Are you talking about some hybrid between a RS and a NS which other
routers can respond to immediately?
Or are you just trying to solve the case when the link-local address of
the router isn't globally unique and that's why you want to add the
landmark?
We want reasonable behavior both when the host has moved and when it
stays on the same link.
In the case when it moves, dna-protocol* has explored the optimal
solutions (a single RS and a single RA), and unless we have some clue
from L2 the RS must be multicast to all-routers. (As Greg pointed out,
this doesn't mean it needs to go everywhere.)
In the case when a host hasn't moved then (if one already know it didn't
move ;-) then a unicast packet can be used to verify this.

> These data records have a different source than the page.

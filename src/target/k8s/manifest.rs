//! Job manifest construction (§6.3).
//!
//! One Job per task. Structure and defaults (`backoffLimit: 0`,
//! `ttlSecondsAfterFinished: 300`, `restartPolicy: Never`) grounded on the
//! `build_job` pattern in the retrieval pack's `wseaton-dagrun` K8s runner,
//! extended with the init-container / sidecar / pod-overlay fields §6.3
//! names.

use std::collections::BTreeMap;

use k8s_openapi::api::batch::v1::{Job, JobSpec};
use k8s_openapi::api::core::v1::{
    Affinity, Container, EnvVar, PodSecurityContext, PodSpec, PodTemplateSpec,
    ResourceRequirements, Toleration as K8sToleration, Volume, VolumeMount as K8sVolumeMount,
};
use k8s_openapi::apimachinery::pkg::api::resource::Quantity;
use k8s_openapi::apimachinery::pkg::apis::meta::v1::ObjectMeta;

use crate::context::GitContext;
use crate::graph::task::Task;

use super::options::{DnsPolicy, K8sOptions, TolerationEffect, TolerationOperator};

/// `sykli-<sanitized-task>-<4-random-hex>` (§4.4.2 step 1).
pub fn generate_job_name(task_name: &str) -> String {
    let sanitized = sanitize_k8s_name(task_name);
    let suffix: String = {
        use rand::Rng;
        let mut rng = rand::thread_rng();
        (0..4).map(|_| format!("{:x}", rng.gen_range(0..16))).collect()
    };
    format!("sykli-{sanitized}-{suffix}")
}

fn sanitize_k8s_name(s: &str) -> String {
    let sanitized: String = s
        .to_lowercase()
        .chars()
        .map(|c| if c.is_alphanumeric() || c == '-' { c } else { '-' })
        .collect();
    let trimmed = sanitized.trim_matches('-');
    if trimmed.len() > 40 {
        trimmed[..40].trim_end_matches('-').to_string()
    } else {
        trimmed.to_string()
    }
}

fn resource_requirements(options: &K8sOptions) -> Option<ResourceRequirements> {
    let resources = options.resources.as_ref()?;
    let to_map = |spec: &super::options::ResourceSpec| {
        let mut map = BTreeMap::new();
        if let Some(cpu) = &spec.cpu {
            map.insert("cpu".to_string(), Quantity(cpu.clone()));
        }
        if let Some(memory) = &spec.memory {
            map.insert("memory".to_string(), Quantity(memory.clone()));
        }
        map
    };
    Some(ResourceRequirements {
        requests: resources.requests.as_ref().map(to_map),
        limits: resources.limits.as_ref().map(to_map),
        ..Default::default()
    })
}

fn tolerations(options: &K8sOptions) -> Option<Vec<K8sToleration>> {
    options.tolerations.as_ref().map(|tols| {
        tols.iter()
            .map(|t| K8sToleration {
                key: t.key.clone(),
                operator: Some(
                    match t.operator {
                        TolerationOperator::Exists => "Exists",
                        TolerationOperator::Equal => "Equal",
                    }
                    .to_string(),
                ),
                value: t.value.clone(),
                effect: t.effect.map(|e| {
                    match e {
                        TolerationEffect::NoSchedule => "NoSchedule",
                        TolerationEffect::PreferNoSchedule => "PreferNoSchedule",
                        TolerationEffect::NoExecute => "NoExecute",
                    }
                    .to_string()
                }),
                ..Default::default()
            })
            .collect()
    })
}

fn dns_policy(options: &K8sOptions) -> Option<String> {
    options.dns_policy.map(|p| {
        match p {
            DnsPolicy::ClusterFirst => "ClusterFirst",
            DnsPolicy::ClusterFirstWithHostNet => "ClusterFirstWithHostNet",
            DnsPolicy::Default => "Default",
            DnsPolicy::None => "None",
        }
        .to_string()
    })
}

fn git_clone_init_container(git: &GitContext) -> Container {
    Container {
        name: "git-clone".to_string(),
        image: Some("alpine/git".to_string()),
        command: Some(vec!["sh".to_string(), "-c".to_string()]),
        args: Some(vec![format!(
            "git clone {} /workspace && cd /workspace && git checkout {}",
            git.url, git.sha
        )]),
        volume_mounts: Some(vec![K8sVolumeMount {
            name: "workspace".to_string(),
            mount_path: "/workspace".to_string(),
            ..Default::default()
        }]),
        ..Default::default()
    }
}

fn service_sidecar(service: &crate::graph::task::Service) -> Container {
    Container {
        name: service.name.clone(),
        image: Some(service.image.clone()),
        ..Default::default()
    }
}

/// Build the Job object for a task (§4.4.2 step 2, §6.3).
pub fn build_job_manifest(
    task: &Task,
    job_name: &str,
    namespace: &str,
    options: &K8sOptions,
    git_context: Option<&GitContext>,
) -> Job {
    let command = task.command.clone().unwrap_or_default();
    let image = task.container.clone().unwrap_or_else(|| "alpine:latest".to_string());

    let env: Vec<EnvVar> = task
        .env
        .iter()
        .map(|(k, v)| EnvVar {
            name: k.clone(),
            value: Some(v.clone()),
            ..Default::default()
        })
        .collect();

    let mut volume_mounts: Vec<K8sVolumeMount> = task
        .mounts
        .iter()
        .map(|m| K8sVolumeMount {
            name: sanitize_k8s_name(&m.resource),
            mount_path: m.path.clone(),
            ..Default::default()
        })
        .collect();

    let mut volumes: Vec<Volume> = Vec::new();
    if let Some(task_volumes) = &options.volumes {
        for v in task_volumes {
            volume_mounts.push(K8sVolumeMount {
                name: v.name.clone(),
                mount_path: v.path.clone(),
                ..Default::default()
            });
            volumes.push(Volume {
                name: v.name.clone(),
                ..Default::default()
            });
        }
    }

    let working_dir = task
        .workdir
        .clone()
        .or_else(|| git_context.map(|_| "/workspace".to_string()));

    if git_context.is_some() {
        volume_mounts.push(K8sVolumeMount {
            name: "workspace".to_string(),
            mount_path: "/workspace".to_string(),
            ..Default::default()
        });
        volumes.push(Volume {
            name: "workspace".to_string(),
            ..Default::default()
        });
    }

    let main_container = Container {
        name: "task".to_string(),
        image: Some(image),
        command: Some(vec!["sh".to_string(), "-c".to_string()]),
        args: Some(vec![command]),
        working_dir,
        env: if env.is_empty() { None } else { Some(env) },
        resources: resource_requirements(options),
        volume_mounts: if volume_mounts.is_empty() {
            None
        } else {
            Some(volume_mounts)
        },
        ..Default::default()
    };

    let mut containers = vec![main_container];
    containers.extend(task.services.iter().map(service_sidecar));

    let init_containers = git_context.map(|git| vec![git_clone_init_container(git)]);

    let mut labels = BTreeMap::new();
    labels.insert("sykli.io/task".to_string(), task.name.clone());
    if let Some(extra) = &options.labels {
        for (k, v) in extra {
            labels.insert(k.clone(), v.clone());
        }
    }

    let node_selector = options.node_selector.as_ref().map(|m| {
        m.iter()
            .map(|(k, v)| (k.clone(), v.clone()))
            .collect::<BTreeMap<_, _>>()
    });

    let pod_spec = PodSpec {
        restart_policy: Some("Never".to_string()),
        containers,
        init_containers,
        volumes: if volumes.is_empty() { None } else { Some(volumes) },
        node_selector,
        tolerations: tolerations(options),
        affinity: options.affinity.as_ref().and_then(|a| {
            serde_json::from_value::<Affinity>(a.0.clone()).ok()
        }),
        service_account_name: options.service_account.clone(),
        priority_class_name: options.priority_class.clone(),
        host_network: options.host_network,
        dns_policy: dns_policy(options),
        security_context: options.security_context.as_ref().and_then(|s| {
            serde_json::from_value::<PodSecurityContext>(s.0.clone()).ok()
        }),
        ..Default::default()
    };

    Job {
        metadata: ObjectMeta {
            name: Some(job_name.to_string()),
            namespace: Some(namespace.to_string()),
            labels: Some(labels.clone()),
            annotations: options.annotations.as_ref().map(|a| {
                a.iter().map(|(k, v)| (k.clone(), v.clone())).collect()
            }),
            ..Default::default()
        },
        spec: Some(JobSpec {
            backoff_limit: Some(0),
            ttl_seconds_after_finished: Some(300),
            template: PodTemplateSpec {
                metadata: Some(ObjectMeta {
                    labels: Some(labels),
                    ..Default::default()
                }),
                spec: Some(pod_spec),
            },
            ..Default::default()
        }),
        ..Default::default()
    }
}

But given that the host has to work efficiently whether it has moved or
not, the choices are hard.
We could unicast 3 packets (and wait for 1 second after each) before
sending the RS to all-routers. But that means that the case when the
host moved now takes 3 more seconds.
We could send a RS to all-routers, which is fast in both cases, but
causes extra traffic if multicast to all-routers isn't implemented
efficiently in the network (MLD snooping?)
But there is no middle point: sending the RS to all-routers in parallel
with the unicast NS doesn't reduce the multicast traffic.
> Another thought I have. When one gets a "link up" event, one wants to
> know if one is reattaching to a previously known link. The
> pentland-protocol3 draft assumes that the best way do do that is by
> including all prefixes in RAs.
We've discussed various ways, and I still think that the single landmark
is simpler. But handling the case when a most might move between a link
with DNA capable routers and a link without such routers (as well as
links that have some of each) is tricky.
> However, this has the disadvantage that routers have to listen to
> other RAs and (effectively) do a proxy advertisement for prefixes it
> itself is not advertising. I have some fairly strong qualms about that
> approach...
Because of the prefixes or something else?
These prefixes are only used for DNA; they do not effect the 2461/62
operation.
The routers have to keep track of each other in any case to be able to
have one of them immediately respond to an all-routers RS.
> On the other hand, a lower overhead mechanism would be to be able to
> ask "are you the same router on link Foo that I was talking to
> previously?"
But that approach optimizes only for the case of non-movement. We need a
balance that also optimizes for the case of movement.
> I'm also a bit worried that one time DNA will get used a lot is at,
> say, IETFs where the network is barely functioning. That seems like
> the wrong time to have a bunch of nodes invoke DNA at the same time
> and all send out multicast RSs...
I thought it was the 802.11 associate frames that were problematic on
Monday's at the IETF ;-)
Seriously, it is hard to optimize for the case of flaky infrastructure
(like IETF on Monday morning), and at the same time also optimize for
non-movement as well as movement.
I think that would be an over-constrained problem.